If the state accepts the federal proposal, there likely would be a period of several years between the time the federal government takes formal action to remove wolves from protection under the federal Endangered Species Act and the time when litigation over that action is completed in the courts.

Mitch King, regional director for the Fish and Wildlife Service in Denver, told Freudenthal's office this week his agency expects that landowners and the federal wildlife managers would continue to address wolves that prey on livestock while litigation is pending.

King said federal law also allows for a "science-based plan" to deal with wolves' effect on wildlife after the Wyoming wolf management plan is approved.

However, Freudenthal said Friday that he's not prepared to preside over the destruction of the state's elk herds while lawsuits drag on in court.

"If they retain the view that, no matter what we do, they're not going to let us manage wolves for wildlife until after all the litigation around delisting is done, it's just not going to happen," Freudenthal said. "Because essentially, that's kind of a death knell for some of the elk herds. Essentially that could be 2011 or 2012 by the time you get through with all that."

"Frankly, if that remains their position, this thing isn't going anywhere," Freudenthal said of the federal proposal. "So we continue to negotiate with them, talk to them."

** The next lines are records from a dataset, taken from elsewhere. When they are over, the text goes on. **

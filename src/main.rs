use std::net::SocketAddr;

use tracing_subscriber::{layer::SubscriberExt, util::SubscriberInitExt};

use storefront_api::{
    config::AppConfig,
    routes::create_app,
    state::AppState,
    store::{DataStore, MemoryBackend},
};

#[tokio::main]
async fn main() -> anyhow::Result<()> {
    dotenvy::dotenv().ok();
    tracing_subscriber::registry()
        .with(
            tracing_subscriber::EnvFilter::try_from_default_env()
                .unwrap_or_else(|_| "info,storefront_api=debug".into()),
        )
        .with(tracing_subscriber::fmt::layer())
        .init();

    let config = AppConfig::from_env()?;
    tracing::debug!(storage = ?config.storage, environment = ?config.environment, "configuration loaded");

    let seed_demo = !config.environment.is_production();
    let store = DataStore::connect_with(&config.storage, || {
        if seed_demo {
            MemoryBackend::with_demo_catalog()
        } else {
            MemoryBackend::new()
        }
    })
    .await?;
    tracing::info!(
        requested = %store.requested_mode(),
        serving = %store.mode(),
        backend = store.backend_name(),
        "storage ready"
    );

    let addr = SocketAddr::from((config.host.parse::<std::net::IpAddr>()?, config.port));
    let app = create_app(AppState::new(store, config));

    tracing::info!("listening on {}", addr);
    axum::serve(tokio::net::TcpListener::bind(addr).await?, app).await?;

    Ok(())
}
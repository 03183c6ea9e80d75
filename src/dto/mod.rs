pub mod auth;
pub mod cart;
pub mod orders;
pub mod products;
pub mod settings;
pub mod upload;
pub mod users;
use crate::models::{DraftFlag, Report};

/// Most severe flag raised on a report. Flags stay independent; this is
/// only a reading of them.
#[derive(Debug, Clone, Copy, PartialEq, Eq, PartialOrd, Ord, Hash)]
pub enum WarningLevel {
    None,
    Warn10,
    Warn15To17,
    Warn20,
    Banned,
}

impl WarningLevel {
    pub fn of(report: &Report) -> Self {
        if report.banned {
            WarningLevel::Banned
        } else if report.warn_20 {
            WarningLevel::Warn20
        } else if report.warn_15_17 {
            WarningLevel::Warn15To17
        } else if report.warn_10 {
            WarningLevel::Warn10
        } else {
            WarningLevel::None
        }
    }

    pub fn label(self) -> &'static str {
        match self {
            WarningLevel::None => "Bình thường",
            WarningLevel::Warn10 => DraftFlag::Warn10.label(),
            WarningLevel::Warn15To17 => DraftFlag::Warn15To17.label(),
            WarningLevel::Warn20 => DraftFlag::Warn20.label(),
            WarningLevel::Banned => DraftFlag::Banned.label(),
        }
    }
}

#[derive(Debug, Clone, PartialEq, Eq)]
pub struct FlagSummary {
    pub flag: DraftFlag,
    pub count: usize,
}

/// Counts every flag on its own, so one report can appear in several rows.
pub fn summarize_flags(reports: &[Report]) -> Vec<FlagSummary> {
    DraftFlag::ALL
        .iter()
        .map(|&flag| FlagSummary {
            flag,
            count: reports.iter().filter(|r| r.flag(flag)).count(),
        })
        .collect()
}

/// Most severe first, then most recently updated.
pub fn sort_by_severity(reports: &mut [Report]) {
    reports.sort_by(|a, b| {
        WarningLevel::of(b)
            .cmp(&WarningLevel::of(a))
            .then_with(|| b.updated_at.cmp(&a.updated_at))
    });
}

#[cfg(test)]
mod tests {
    use super::*;
    use crate::testing::sample_report;
    use chrono::Duration;

    #[test]
    fn level_follows_most_severe_flag() {
        let mut report = sample_report("Avery Lee");
        assert_eq!(WarningLevel::of(&report), WarningLevel::None);
        report.warn_10 = true;
        assert_eq!(WarningLevel::of(&report), WarningLevel::Warn10);
        report.warn_20 = true;
        assert_eq!(WarningLevel::of(&report), WarningLevel::Warn20);
        report.banned = true;
        assert_eq!(WarningLevel::of(&report), WarningLevel::Banned);
    }

    #[test]
    fn banned_without_warnings_is_still_banned() {
        let mut report = sample_report("Avery Lee");
        report.banned = true;
        assert_eq!(WarningLevel::of(&report), WarningLevel::Banned);
        assert!(!report.warn_20);
    }

    #[test]
    fn summary_counts_flags_independently() {
        let mut a = sample_report("Avery Lee");
        a.warn_10 = true;
        a.warn_20 = true;
        let mut b = sample_report("Kiara Patel");
        b.warn_20 = true;
        b.banned = true;

        let summary = summarize_flags(&[a, b]);
        let counts: Vec<usize> = summary.iter().map(|s| s.count).collect();
        assert_eq!(counts, vec![1, 0, 2, 1]);
    }

    #[test]
    fn sorts_most_severe_first() {
        let calm = sample_report("Jules Moreno");
        let mut warned = sample_report("Avery Lee");
        warned.warn_15_17 = true;
        let mut newer_warned = warned.clone();
        newer_warned.student_name = "Kiara Patel".into();
        newer_warned.updated_at += Duration::days(1);
        let mut banned = sample_report("Minh Anh");
        banned.banned = true;

        let mut reports = vec![calm, warned, banned, newer_warned];
        sort_by_severity(&mut reports);
        let names: Vec<&str> = reports.iter().map(|r| r.student_name.as_str()).collect();
        assert_eq!(names, vec!["Minh Anh", "Kiara Patel", "Avery Lee", "Jules Moreno"]);
    }
}
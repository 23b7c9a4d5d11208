//! Process-wide fatal boundary.
//!
//! Installed once at boot and never removed. When it fires, whatever the
//! command was printing is abandoned and a diagnostic panel goes to stderr.

use std::any::Any;
use std::fmt;
use std::io::Write;
use std::sync::atomic::{AtomicBool, Ordering};
use std::sync::Once;

static INSTALL: Once = Once::new();
static TRIPPED: AtomicBool = AtomicBool::new(false);

#[derive(Debug, Clone, Copy, PartialEq, Eq)]
pub enum FatalKind {
    /// A panic anywhere in the process.
    Critical,
    /// An error that escaped the async entry point.
    Async,
}

#[derive(Debug, Clone, PartialEq, Eq)]
pub struct FatalPanel {
    pub kind: FatalKind,
    pub message: String,
    pub location: Option<String>,
    pub stack: String,
}

impl FatalPanel {
    pub fn from_error(err: &anyhow::Error) -> Self {
        let stack = err
            .chain()
            .skip(1)
            .map(|cause| format!("caused by: {cause}"))
            .collect::<Vec<_>>()
            .join("\n");
        Self {
            kind: FatalKind::Async,
            message: err.to_string(),
            location: None,
            stack,
        }
    }
}

impl fmt::Display for FatalPanel {
    fn fmt(&self, f: &mut fmt::Formatter<'_>) -> fmt::Result {
        let title = match self.kind {
            FatalKind::Critical => "CRITICAL ERROR",
            FatalKind::Async => "ASYNC ERROR",
        };
        writeln!(f, "{title}")?;
        writeln!(f, "{}", self.message)?;
        writeln!(f)?;
        if let Some(location) = &self.location {
            writeln!(f, "{location}")?;
        }
        if self.stack.trim().is_empty() {
            writeln!(f, "No stack trace")?;
        } else {
            writeln!(f, "{}", self.stack.trim_end())?;
        }
        writeln!(f)?;
        write!(f, "Reload: run the command again.")
    }
}

pub fn install() {
    INSTALL.call_once(|| {
        std::panic::set_hook(Box::new(|info| {
            let panel = FatalPanel {
                kind: FatalKind::Critical,
                message: panic_message(info.payload()),
                location: info
                    .location()
                    .map(|l| format!("{}:{}:{}", l.file(), l.line(), l.column())),
                stack: std::backtrace::Backtrace::capture().to_string(),
            };
            show(&panel);
        }));
    });
}

fn panic_message(payload: &(dyn Any + Send)) -> String {
    if let Some(s) = payload.downcast_ref::<&str>() {
        s.to_string()
    } else if let Some(s) = payload.downcast_ref::<String>() {
        s.clone()
    } else {
        "panic".to_string()
    }
}

pub fn is_installed() -> bool {
    INSTALL.is_completed()
}

pub fn is_tripped() -> bool {
    TRIPPED.load(Ordering::SeqCst)
}

pub fn trap_rejection(err: &anyhow::Error) -> FatalPanel {
    let panel = FatalPanel::from_error(err);
    show(&panel);
    panel
}

fn show(panel: &FatalPanel) {
    TRIPPED.store(true, Ordering::SeqCst);
    tracing::error!(target: "fatal", kind = ?panel.kind, message = %panel.message, "fatal error");
    let mut stderr = std::io::stderr().lock();
    let _ = writeln!(stderr, "{panel}");
}

#[cfg(test)]
mod tests {
    use super::*;
    use anyhow::Context;

    #[test]
    fn async_panel_carries_error_chain() {
        let err = Err::<(), _>(std::io::Error::other("connection refused"))
            .context("failed to load reports")
            .unwrap_err();
        let panel = FatalPanel::from_error(&err);
        assert_eq!(panel.kind, FatalKind::Async);
        assert_eq!(panel.message, "failed to load reports");
        assert_eq!(panel.stack, "caused by: connection refused");

        let text = panel.to_string();
        assert!(text.starts_with("ASYNC ERROR\nfailed to load reports"));
        assert!(text.ends_with("Reload: run the command again."));
    }

    #[test]
    fn empty_stack_renders_placeholder() {
        let panel = FatalPanel {
            kind: FatalKind::Critical,
            message: "index out of bounds".into(),
            location: Some("src/session.rs:10:5".into()),
            stack: String::new(),
        };
        let text = panel.to_string();
        assert!(text.starts_with("CRITICAL ERROR"));
        assert!(text.contains("src/session.rs:10:5"));
        assert!(text.contains("No stack trace"));
    }

    #[test]
    fn trapping_marks_boundary_tripped() {
        let err = anyhow::anyhow!("unexpected end of stream");
        let panel = trap_rejection(&err);
        assert_eq!(panel.message, "unexpected end of stream");
        assert!(is_tripped());
    }

    // The hook itself is process-wide and stays out of the test binary.
    #[test]
    fn panic_payloads_become_messages() {
        let borrowed: Box<dyn Any + Send> = Box::new("index out of bounds");
        let owned: Box<dyn Any + Send> = Box::new(String::from("draft missing"));
        let other: Box<dyn Any + Send> = Box::new(42u8);
        assert_eq!(panic_message(borrowed.as_ref()), "index out of bounds");
        assert_eq!(panic_message(owned.as_ref()), "draft missing");
        assert_eq!(panic_message(other.as_ref()), "panic");
        assert!(!is_installed());
    }
}
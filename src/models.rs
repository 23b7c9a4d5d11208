use std::fmt;
use std::str::FromStr;

use chrono::{DateTime, NaiveDate, Utc};
use serde::{Deserialize, Serialize};
use uuid::Uuid;

pub const ATTENDING_LITERAL: &str = "Học đi";

#[derive(Debug, Clone, PartialEq, Eq, Default, Serialize, Deserialize)]
#[serde(from = "String", into = "String")]
pub enum StudyStatus {
    #[default]
    Attending,
    Other(String),
}

impl StudyStatus {
    pub fn as_str(&self) -> &str {
        match self {
            StudyStatus::Attending => ATTENDING_LITERAL,
            StudyStatus::Other(value) => value,
        }
    }

    pub fn is_attending(&self) -> bool {
        matches!(self, StudyStatus::Attending)
    }
}

impl From<String> for StudyStatus {
    fn from(value: String) -> Self {
        let trimmed = value.trim();
        if trimmed.is_empty() || trimmed == ATTENDING_LITERAL {
            StudyStatus::Attending
        } else {
            StudyStatus::Other(trimmed.to_string())
        }
    }
}

impl From<&str> for StudyStatus {
    fn from(value: &str) -> Self {
        StudyStatus::from(value.to_string())
    }
}

impl From<StudyStatus> for String {
    fn from(value: StudyStatus) -> Self {
        value.as_str().to_string()
    }
}

impl fmt::Display for StudyStatus {
    fn fmt(&self, f: &mut fmt::Formatter<'_>) -> fmt::Result {
        f.write_str(self.as_str())
    }
}

/// A single student's attendance/warning record for one subject.
#[derive(Debug, Clone, PartialEq, Serialize, Deserialize)]
pub struct Report {
    pub id: Uuid,
    pub student_name: String,
    pub student_code: String,
    pub class_name: String,
    pub subject: String,
    pub campus: Option<String>,
    #[serde(default)]
    pub study_status: StudyStatus,
    pub warn_10: bool,
    pub warn_15_17: bool,
    pub warn_20: bool,
    pub banned: bool,
    #[serde(default)]
    pub status_detail: String,
    #[serde(default)]
    pub teacher_note: String,
    #[serde(default)]
    pub dvsv_note: String,
    pub assessment_date: Option<NaiveDate>,
    pub updated_at: DateTime<Utc>,
}

impl Report {
    pub fn flag(&self, flag: DraftFlag) -> bool {
        match flag {
            DraftFlag::Warn10 => self.warn_10,
            DraftFlag::Warn15To17 => self.warn_15_17,
            DraftFlag::Warn20 => self.warn_20,
            DraftFlag::Banned => self.banned,
        }
    }
}

/// The mutable subset of a [`Report`] owned by an edit session.
#[derive(Debug, Clone, PartialEq)]
pub struct Draft {
    pub warn_10: bool,
    pub warn_15_17: bool,
    pub warn_20: bool,
    pub banned: bool,
    pub status_detail: String,
    pub teacher_note: String,
    pub study_status: StudyStatus,
    pub assessment_date: Option<NaiveDate>,
}

impl Draft {
    pub fn seed(report: &Report) -> Self {
        Self {
            warn_10: report.warn_10,
            warn_15_17: report.warn_15_17,
            warn_20: report.warn_20,
            banned: report.banned,
            status_detail: report.status_detail.clone(),
            teacher_note: report.teacher_note.clone(),
            study_status: report.study_status.clone(),
            assessment_date: report.assessment_date,
        }
    }

    /// Shallow merge of the draft over `original`, stamped with `now`.
    pub fn merge_into(&self, original: &Report, now: DateTime<Utc>) -> Report {
        Report {
            warn_10: self.warn_10,
            warn_15_17: self.warn_15_17,
            warn_20: self.warn_20,
            banned: self.banned,
            status_detail: self.status_detail.clone(),
            teacher_note: self.teacher_note.clone(),
            study_status: self.study_status.clone(),
            assessment_date: self.assessment_date,
            updated_at: now,
            ..original.clone()
        }
    }

    pub fn apply(&mut self, edit: DraftEdit) {
        match edit {
            DraftEdit::Flag(flag, value) => *self.flag_mut(flag) = value,
            DraftEdit::StatusDetail(value) => self.status_detail = value,
            DraftEdit::TeacherNote(value) => self.teacher_note = value,
            DraftEdit::StudyStatus(value) => self.study_status = value,
            DraftEdit::AssessmentDate(value) => self.assessment_date = value,
        }
    }

    pub fn flag(&self, flag: DraftFlag) -> bool {
        match flag {
            DraftFlag::Warn10 => self.warn_10,
            DraftFlag::Warn15To17 => self.warn_15_17,
            DraftFlag::Warn20 => self.warn_20,
            DraftFlag::Banned => self.banned,
        }
    }

    fn flag_mut(&mut self, flag: DraftFlag) -> &mut bool {
        match flag {
            DraftFlag::Warn10 => &mut self.warn_10,
            DraftFlag::Warn15To17 => &mut self.warn_15_17,
            DraftFlag::Warn20 => &mut self.warn_20,
            DraftFlag::Banned => &mut self.banned,
        }
    }
}

#[derive(Debug, Clone, Copy, PartialEq, Eq, Hash)]
pub enum DraftFlag {
    Warn10,
    Warn15To17,
    Warn20,
    Banned,
}

impl DraftFlag {
    pub const ALL: [DraftFlag; 4] = [
        DraftFlag::Warn10,
        DraftFlag::Warn15To17,
        DraftFlag::Warn20,
        DraftFlag::Banned,
    ];

    pub fn label(self) -> &'static str {
        match self {
            DraftFlag::Warn10 => "Vắng 10%",
            DraftFlag::Warn15To17 => "Vắng 15-17%",
            DraftFlag::Warn20 => "Vắng 20%",
            DraftFlag::Banned => "Cấm thi",
        }
    }
}

/// One `setField(key, value)` against a draft.
#[derive(Debug, Clone, PartialEq)]
pub enum DraftEdit {
    Flag(DraftFlag, bool),
    StatusDetail(String),
    TeacherNote(String),
    StudyStatus(StudyStatus),
    AssessmentDate(Option<NaiveDate>),
}

#[derive(Debug, Clone, Copy, PartialEq, Eq, Hash, Serialize, Deserialize)]
#[serde(rename_all = "snake_case")]
pub enum Role {
    Gv,
    Cnbm,
    TruongNganh,
}

impl Role {
    pub fn display_name(self) -> &'static str {
        match self {
            Role::Gv => "Giảng viên",
            Role::Cnbm => "Chủ nhiệm bộ môn",
            Role::TruongNganh => "Trưởng ngành",
        }
    }

    pub fn is_department(self) -> bool {
        matches!(self, Role::Cnbm | Role::TruongNganh)
    }
}

impl FromStr for Role {
    type Err = String;

    fn from_str(value: &str) -> Result<Self, Self::Err> {
        match value {
            "gv" => Ok(Role::Gv),
            "cnbm" => Ok(Role::Cnbm),
            "truong_nganh" => Ok(Role::TruongNganh),
            other => Err(format!("unknown role: {other}")),
        }
    }
}

#[derive(Debug, Clone, Default, PartialEq, Serialize, Deserialize)]
pub struct Profile {
    pub full_name: Option<String>,
    pub role: Option<Role>,
    pub campus: Option<String>,
}

impl Profile {
    pub fn role(profile: Option<&Profile>) -> Option<Role> {
        profile.and_then(|p| p.role)
    }

    /// Avatar letter: first character of the name, `'U'` when unknown.
    pub fn initial(profile: Option<&Profile>) -> char {
        profile
            .and_then(|p| p.full_name.as_deref())
            .and_then(|name| name.chars().next())
            .unwrap_or('U')
    }
}

#[derive(Debug, Clone, Copy, PartialEq, Eq, Hash, Serialize, Deserialize)]
#[serde(rename_all = "snake_case")]
pub enum NoteKind {
    StatusDetail,
    TeacherNote,
    DvsvNote,
}

impl NoteKind {
    pub fn as_str(self) -> &'static str {
        match self {
            NoteKind::StatusDetail => "status_detail",
            NoteKind::TeacherNote => "teacher_note",
            NoteKind::DvsvNote => "dvsv_note",
        }
    }

    pub fn history_title(self) -> &'static str {
        match self {
            NoteKind::StatusDetail => "Lịch sử tình trạng",
            NoteKind::TeacherNote => "Lịch sử ghi chú",
            NoteKind::DvsvNote => "Lịch sử phản hồi",
        }
    }
}

impl FromStr for NoteKind {
    type Err = String;

    fn from_str(value: &str) -> Result<Self, Self::Err> {
        match value {
            "status_detail" => Ok(NoteKind::StatusDetail),
            "teacher_note" => Ok(NoteKind::TeacherNote),
            "dvsv_note" => Ok(NoteKind::DvsvNote),
            other => Err(format!("unknown note type: {other}")),
        }
    }
}

#[derive(Debug, Clone, PartialEq, Serialize)]
pub struct NoteHistoryEntry {
    pub report_id: Uuid,
    pub kind: NoteKind,
    pub content: String,
    pub author: String,
    pub created_at: DateTime<Utc>,
}

/// Input of the versioning flow: a new status snapshot for one report.
#[derive(Debug, Clone, PartialEq)]
pub struct VersionUpdate {
    pub study_status: StudyStatus,
    pub assessment_date: Option<NaiveDate>,
    pub warn_10: bool,
    pub warn_15_17: bool,
    pub warn_20: bool,
    pub banned: bool,
    pub status_detail: Option<String>,
    pub teacher_note: Option<String>,
}

impl VersionUpdate {
    /// Starts from the current values of `report`.
    pub fn from_report(report: &Report) -> Self {
        Self {
            study_status: report.study_status.clone(),
            assessment_date: report.assessment_date,
            warn_10: report.warn_10,
            warn_15_17: report.warn_15_17,
            warn_20: report.warn_20,
            banned: report.banned,
            status_detail: None,
            teacher_note: None,
        }
    }

    pub fn apply_to(&self, report: &Report, now: DateTime<Utc>) -> Report {
        Report {
            study_status: self.study_status.clone(),
            assessment_date: self.assessment_date,
            warn_10: self.warn_10,
            warn_15_17: self.warn_15_17,
            warn_20: self.warn_20,
            banned: self.banned,
            status_detail: self
                .status_detail
                .clone()
                .unwrap_or_else(|| report.status_detail.clone()),
            teacher_note: self
                .teacher_note
                .clone()
                .unwrap_or_else(|| report.teacher_note.clone()),
            updated_at: now,
            ..report.clone()
        }
    }
}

Wyoming sued the federal government last year over its rejection in 2004 of the state's original wolf management plan. The state's original proposal would allow state game managers to control hunting for the animals in much of the state.

The dispute over wolf management in Wyoming has delayed removing the animals from the federal list of endangered species here and also in Montana and Idaho.

With two weeks of the eight-week state legislative session already finished and no agreement in sight, Freudenthal says he's concerned time is running out for the Legislature to act on a wolf management plan.

Senate President John Schiffer, R-Kaycee, said Friday he hopes that federal negotiators understand the time constraints of the legislative session. "I've told them, 'You've got to give us time to pass a bill if we reach agreement,"' he said.

The federal proposal calls for a permanent wolf management area to extend from Cody south to Meeteetse, around the western boundary of the Wind River Indian Reservation down to Pinedale, west to the Alpine area and then back north to Yellowstone National Park.

Under the proposal, the state would manage wolves inside the permanent area as trophy game that could be hunted with a permit. Wolves outside the area would be classified as predators that could be shot on sight, while wolves within Yellowstone and Grand Teton national parks and nearby wilderness areas would be protected.

In an interview this week, King said his agency would consider only minor modifications to its proposal to designate the permanent management area.

King said Wyoming would be responsible under the federal proposal for maintaining 10 breeding pairs totaling at least 100 wolves in the state. The state game department has said that as of last year there were about 30 wolf packs in the state, with the population growing at about 20 percent a year.